Based on the records and court proceedings available on PACER, this Court takes judicial notice that Plaintiff Steven Wayne Bonilla, identified as CDCR #J-48500, while incarcerated, has had dozens of prisoner civil actions or appeals dismissed on the grounds that they were frivolous, malicious, or failed to state a claim upon which relief may be granted. See In re Steven Bonilla, 2012 WL 216401, at *1 (N.D. Cal. Jan. 24, 2012) (noting Plaintiff's litigation history in the Northern District of California, including the dismissal of 34 pro se civil rights actions between June 1 and October 31, 2011 alone, which were dismissed "because the allegations in [his] complaints d[id] not state a claim for relief under § 1983."); id. at *3 ("The following five actions are DISMISSED without prejudice and without leave to amend for failure to state a claim upon which relief may be granted: Bonilla v. Superior Court of Alameda County, C 11-6306; Bonilla v. Alameda County District Attorney's Office, C 11-6307; Bonilla v. California Supreme Court, C 12-0026; Bonilla v. Cullen, C 1200027; Bonilla v. California Supreme Court, C 12-0206."); id. at *3 n.1 ("The Court recently informed Plaintiff that, in accordance with 28 U.S.C. § 1915(g), he no longer qualifies to proceed in forma pauperis in any civil rights action." (citing In re Steven Bonilla, Nos. C 11-3180, et seq. CW (PR), Order of Dismissal at 6:23-7:19.)); see also Bonilla v. Hernandez, No. 3:18-CV-978-JLS-BLM, 2018 WL 3817864, at *3 (S.D. Cal. Aug. 10, 2018) (denying Plaintiff leave to proceed IFP as barred by 28 U.S.C. § 1915(g)); Bonilla v. Plourd, No. 3:18-CV-0954-BAS-JLB, 2018 WL 3656105, at *3 (S.D. Cal. Aug. 1, 2018) (same).

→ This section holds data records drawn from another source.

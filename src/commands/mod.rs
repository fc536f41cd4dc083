mod check;
mod get;
mod show;

use anyhow::{Context, Result};
use serde_yaml::Value;

use crate::cli::{Cli, Commands, OutputFormat};
use crate::config::ConfigPath;

pub fn run(cli: Cli) -> Result<()> {
    let path = ConfigPath::resolve(cli.file)?;
    match cli.command {
        Commands::Show(args) => show::run(&path, &args),
        Commands::Get(args) => get::run(&path, &args),
        Commands::Check => check::run(&path),
    }
}

/// Serialize `value` for printing in the requested format.
fn render(value: &Value, format: &OutputFormat) -> Result<String> {
    match format {
        OutputFormat::Yaml => {
            serde_yaml::to_string(value).context("Failed to serialize value as YAML")
        }
        OutputFormat::Json => serde_json::to_string_pretty(value)
            .map(|s| s + "\n")
            .context("Failed to serialize value as JSON (are all keys strings?)"),
    }
}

Accordingly, because Plaintiff has, while incarcerated, accumulated far more than three "strikes" pursuant to § 1915(g), and he fails to make a "plausible allegation" that he faced imminent danger of serious physical injury at the time he filed his Complaint, he is not entitled to the privilege of proceeding IFP in this civil action. See Cervantes, 493 F.3d at 1055; Rodriguez v. Cook, 169 F.3d 1176, 1180 (9th Cir. 1999) (finding that 28 U.S.C. § 1915(g) "does not prevent all prisoners from accessing the courts; it only precludes prisoners with a history of abusing the legal system from continuing to abuse it while enjoying IFP status"); see also Franklin v. Murphy, 745 F.2d 1221, 1231 (9th Cir. 1984) ("[C]ourt permission to proceed IFP is itself a matter of privilege and not right.").
II. Conclusion and Orders
For the reasons explained, the Court:
1) DENIES Plaintiff's Motion to Proceed IFP (Doc. No. 4) as barred by 28 U.S.C. § 1915(g);
2) DISMISSES this civil action without prejudice based on Plaintiff's failure to pay the full statutory and administrative $400 civil filing fee required by 28 U.S.C. § 1914(a);
3) CERTIFIES that an IFP appeal from this Order would be frivolous and therefore, would not be taken in good faith pursuant to 28 U.S.C. § 1915(a)(3); and
4) DIRECTS the Clerk of Court to close the file.